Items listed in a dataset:
[Start of section]

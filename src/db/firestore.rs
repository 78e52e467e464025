// SPDX-License-Identifier: MIT
// Copyright 2026 Roland Dreier <roland@rolandd.dev>

//! Firestore client wrapper with typed operations.
//!
//! Provides high-level operations for:
//! - User aggregates (XP, level, momentum, processed activity IDs)
//! - Enrollments (per-user challenge progress)
//! - Granted achievements (append-only)
//! - Challenges (catalog)
//! - Tokens (Strava credentials)

use crate::db::collections;
use crate::db::store::{revision_conflict, ProgressStore, SyncCommit, UserSnapshot};
use crate::error::AppError;
use crate::models::enrollment::document_id as enrollment_document_id;
use crate::models::{
    ChallengeDefinition, Enrollment, GrantedAchievement, UserAggregate, UserTokens,
};
use async_trait::async_trait;
use firestore::FirestoreConsistencySelector;

/// Firestore database client.
#[derive(Clone)]
pub struct FirestoreDb {
    client: Option<firestore::FirestoreDb>,
}

impl FirestoreDb {
    /// Create a new Firestore client.
    ///
    /// For local development with emulator, set FIRESTORE_EMULATOR_HOST.
    pub async fn new(project_id: &str) -> Result<Self, AppError> {
        // The emulator needs an unauthenticated connection
        if std::env::var("FIRESTORE_EMULATOR_HOST").is_ok() {
            return Self::create_emulator_client(project_id).await;
        }

        let client = firestore::FirestoreDb::new(project_id).await.map_err(|e| {
            AppError::Persistence(format!("Failed to connect to Firestore: {}", e))
        })?;

        tracing::info!(project = project_id, "Connected to Firestore");

        Ok(Self {
            client: Some(client),
        })
    }

    /// Create a Firestore client for the emulator with unauthenticated access.
    async fn create_emulator_client(project_id: &str) -> Result<Self, AppError> {
        tracing::info!("Using unauthenticated connection for Firestore Emulator");

        let token_source = gcloud_sdk::ExternalJwtFunctionSource::new(|| async {
            Ok(gcloud_sdk::Token {
                token_type: "Bearer".to_string(),
                token: gcloud_sdk::SecretValue::new(
                    "eyJhbGciOiJub25lIn0.eyJ1aWQiOiJ0ZXN0In0."
                        .to_string()
                        .into(),
                ),
                expiry: chrono::Utc::now() + chrono::Duration::hours(1),
            })
        });

        let options = firestore::FirestoreDbOptions::new(project_id.to_string());

        let client = firestore::FirestoreDb::with_options_token_source(
            options,
            gcloud_sdk::GCP_DEFAULT_SCOPES.clone(),
            gcloud_sdk::TokenSourceType::ExternalSource(Box::new(token_source)),
        )
        .await
        .map_err(|e| {
            AppError::Persistence(format!("Failed to connect to Firestore Emulator: {}", e))
        })?;

        tracing::info!(
            project = project_id,
            "Connected to Firestore (Emulator/Unauthenticated)"
        );

        Ok(Self {
            client: Some(client),
        })
    }

    /// Create a mock Firestore client for testing (offline mode).
    ///
    /// All database operations will return an error if called.
    pub fn new_mock() -> Self {
        Self { client: None }
    }

    /// Helper to get the client or return an error if offline.
    fn get_client(&self) -> Result<&firestore::FirestoreDb, AppError> {
        self.client.as_ref().ok_or_else(|| {
            AppError::Persistence("Database not connected (offline mode)".to_string())
        })
    }

    /// Get the stored aggregate for a user.
    pub async fn get_aggregate(&self, user_id: u64) -> Result<Option<UserAggregate>, AppError> {
        self.get_client()?
            .fluent()
            .select()
            .by_id_in(collections::USER_AGGREGATES)
            .obj()
            .one(&user_id.to_string())
            .await
            .map_err(|e| AppError::Persistence(e.to_string()))
    }

    /// Get all enrollments for a user, oldest first.
    pub async fn get_enrollments(&self, user_id: u64) -> Result<Vec<Enrollment>, AppError> {
        let mut enrollments: Vec<Enrollment> = self
            .get_client()?
            .fluent()
            .select()
            .from(collections::ENROLLMENTS)
            .filter(|q| q.for_all([q.field("user_id").eq(user_id)]))
            .obj()
            .query()
            .await
            .map_err(|e| AppError::Persistence(e.to_string()))?;

        // Sorted here to avoid requiring a composite index
        enrollments.sort_by(|a, b| a.joined_at.cmp(&b.joined_at));
        Ok(enrollments)
    }

    /// Get all grants for a user, in grant order.
    pub async fn get_grants(&self, user_id: u64) -> Result<Vec<GrantedAchievement>, AppError> {
        let mut grants: Vec<GrantedAchievement> = self
            .get_client()?
            .fluent()
            .select()
            .from(collections::GRANTED_ACHIEVEMENTS)
            .filter(|q| q.for_all([q.field("user_id").eq(user_id)]))
            .obj()
            .query()
            .await
            .map_err(|e| AppError::Persistence(e.to_string()))?;

        grants.sort_by(|a, b| a.granted_at.cmp(&b.granted_at));
        Ok(grants)
    }
}

#[async_trait]
impl ProgressStore for FirestoreDb {
    async fn load_snapshot(&self, user_id: u64) -> Result<UserSnapshot, AppError> {
        let (aggregate, enrollments, granted) = tokio::try_join!(
            self.get_aggregate(user_id),
            self.get_enrollments(user_id),
            self.get_grants(user_id),
        )?;

        Ok(UserSnapshot {
            aggregate: aggregate.unwrap_or_default(),
            enrollments,
            granted,
        })
    }

    /// Apply a sync in a single Firestore transaction.
    ///
    /// The revision check rejects the commit if another sync for the same
    /// user committed since this one loaded its snapshot. The check reads
    /// through the transaction, so it also holds across server instances.
    async fn commit_sync(&self, user_id: u64, commit: &SyncCommit) -> Result<(), AppError> {
        let client = self.get_client()?;

        let mut transaction = client
            .begin_transaction()
            .await
            .map_err(|e| AppError::Persistence(format!("Failed to begin transaction: {}", e)))?;

        // 1. Re-read the aggregate inside the transaction and check the
        //    revision. The read is tied to the commit, so a concurrent
        //    writer aborts one of the two transactions.
        let stored: Option<UserAggregate> = client
            .clone_with_consistency_selector(FirestoreConsistencySelector::Transaction(
                transaction.transaction_id().clone(),
            ))
            .fluent()
            .select()
            .by_id_in(collections::USER_AGGREGATES)
            .obj()
            .one(&user_id.to_string())
            .await
            .map_err(|e| {
                AppError::Persistence(format!("Failed to read aggregate in transaction: {}", e))
            })?;
        let stored_revision = stored.map(|a| a.revision).unwrap_or(0);

        if stored_revision != commit.base_revision {
            let _ = transaction.rollback().await;
            return Err(revision_conflict(
                user_id,
                commit.base_revision,
                stored_revision,
            ));
        }

        // 2. Enrollments
        for enrollment in &commit.enrollments {
            client
                .fluent()
                .update()
                .in_col(collections::ENROLLMENTS)
                .document_id(enrollment.document_id())
                .object(enrollment)
                .add_to_transaction(&mut transaction)
                .map_err(|e| {
                    AppError::Persistence(format!(
                        "Failed to add enrollment to transaction: {}",
                        e
                    ))
                })?;
        }

        // 3. Grants
        for grant in &commit.grants {
            client
                .fluent()
                .update()
                .in_col(collections::GRANTED_ACHIEVEMENTS)
                .document_id(grant.document_id())
                .object(grant)
                .add_to_transaction(&mut transaction)
                .map_err(|e| {
                    AppError::Persistence(format!("Failed to add grant to transaction: {}", e))
                })?;
        }

        // 4. Aggregate
        client
            .fluent()
            .update()
            .in_col(collections::USER_AGGREGATES)
            .document_id(user_id.to_string())
            .object(&commit.aggregate)
            .add_to_transaction(&mut transaction)
            .map_err(|e| {
                AppError::Persistence(format!("Failed to add aggregate to transaction: {}", e))
            })?;

        // 5. Commit atomically
        transaction
            .commit()
            .await
            .map_err(|e| AppError::Persistence(format!("Transaction commit failed: {}", e)))?;

        tracing::info!(
            user_id,
            revision = commit.aggregate.revision,
            enrollments = commit.enrollments.len(),
            grants = commit.grants.len(),
            "Sync committed atomically"
        );

        Ok(())
    }

    async fn list_challenges(&self) -> Result<Vec<ChallengeDefinition>, AppError> {
        let mut challenges: Vec<ChallengeDefinition> = self
            .get_client()?
            .fluent()
            .select()
            .from(collections::CHALLENGES)
            .obj()
            .query()
            .await
            .map_err(|e| AppError::Persistence(e.to_string()))?;

        challenges.sort_by(|a, b| a.id.cmp(&b.id));
        Ok(challenges)
    }

    async fn get_challenge(
        &self,
        challenge_id: &str,
    ) -> Result<Option<ChallengeDefinition>, AppError> {
        self.get_client()?
            .fluent()
            .select()
            .by_id_in(collections::CHALLENGES)
            .obj()
            .one(challenge_id)
            .await
            .map_err(|e| AppError::Persistence(e.to_string()))
    }

    async fn upsert_challenge(&self, challenge: &ChallengeDefinition) -> Result<(), AppError> {
        let _: () = self
            .get_client()?
            .fluent()
            .update()
            .in_col(collections::CHALLENGES)
            .document_id(&challenge.id)
            .object(challenge)
            .execute()
            .await
            .map_err(|e| AppError::Persistence(e.to_string()))?;
        Ok(())
    }

    async fn enroll(
        &self,
        user_id: u64,
        challenge_id: &str,
    ) -> Result<(Enrollment, bool), AppError> {
        let doc_id = enrollment_document_id(user_id, challenge_id);
        let client = self.get_client()?;

        let existing: Option<Enrollment> = client
            .fluent()
            .select()
            .by_id_in(collections::ENROLLMENTS)
            .obj()
            .one(&doc_id)
            .await
            .map_err(|e| AppError::Persistence(e.to_string()))?;

        if let Some(enrollment) = existing {
            return Ok((enrollment, false));
        }

        let enrollment = Enrollment::new(user_id, challenge_id, chrono::Utc::now());
        let _: () = client
            .fluent()
            .update()
            .in_col(collections::ENROLLMENTS)
            .document_id(&doc_id)
            .object(&enrollment)
            .execute()
            .await
            .map_err(|e| AppError::Persistence(e.to_string()))?;

        tracing::info!(user_id, challenge_id, "User enrolled in challenge");
        Ok((enrollment, true))
    }

    async fn get_tokens(&self, user_id: u64) -> Result<Option<UserTokens>, AppError> {
        self.get_client()?
            .fluent()
            .select()
            .by_id_in(collections::TOKENS)
            .obj()
            .one(&user_id.to_string())
            .await
            .map_err(|e| AppError::Persistence(e.to_string()))
    }

    async fn set_tokens(&self, user_id: u64, tokens: &UserTokens) -> Result<(), AppError> {
        let _: () = self
            .get_client()?
            .fluent()
            .update()
            .in_col(collections::TOKENS)
            .document_id(user_id.to_string())
            .object(tokens)
            .execute()
            .await
            .map_err(|e| AppError::Persistence(e.to_string()))?;
        Ok(())
    }
}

[End of section]

Task details
Exactly one number is wanted in reply: the count of lines above that hold the string "from".

Solution for this exercise
3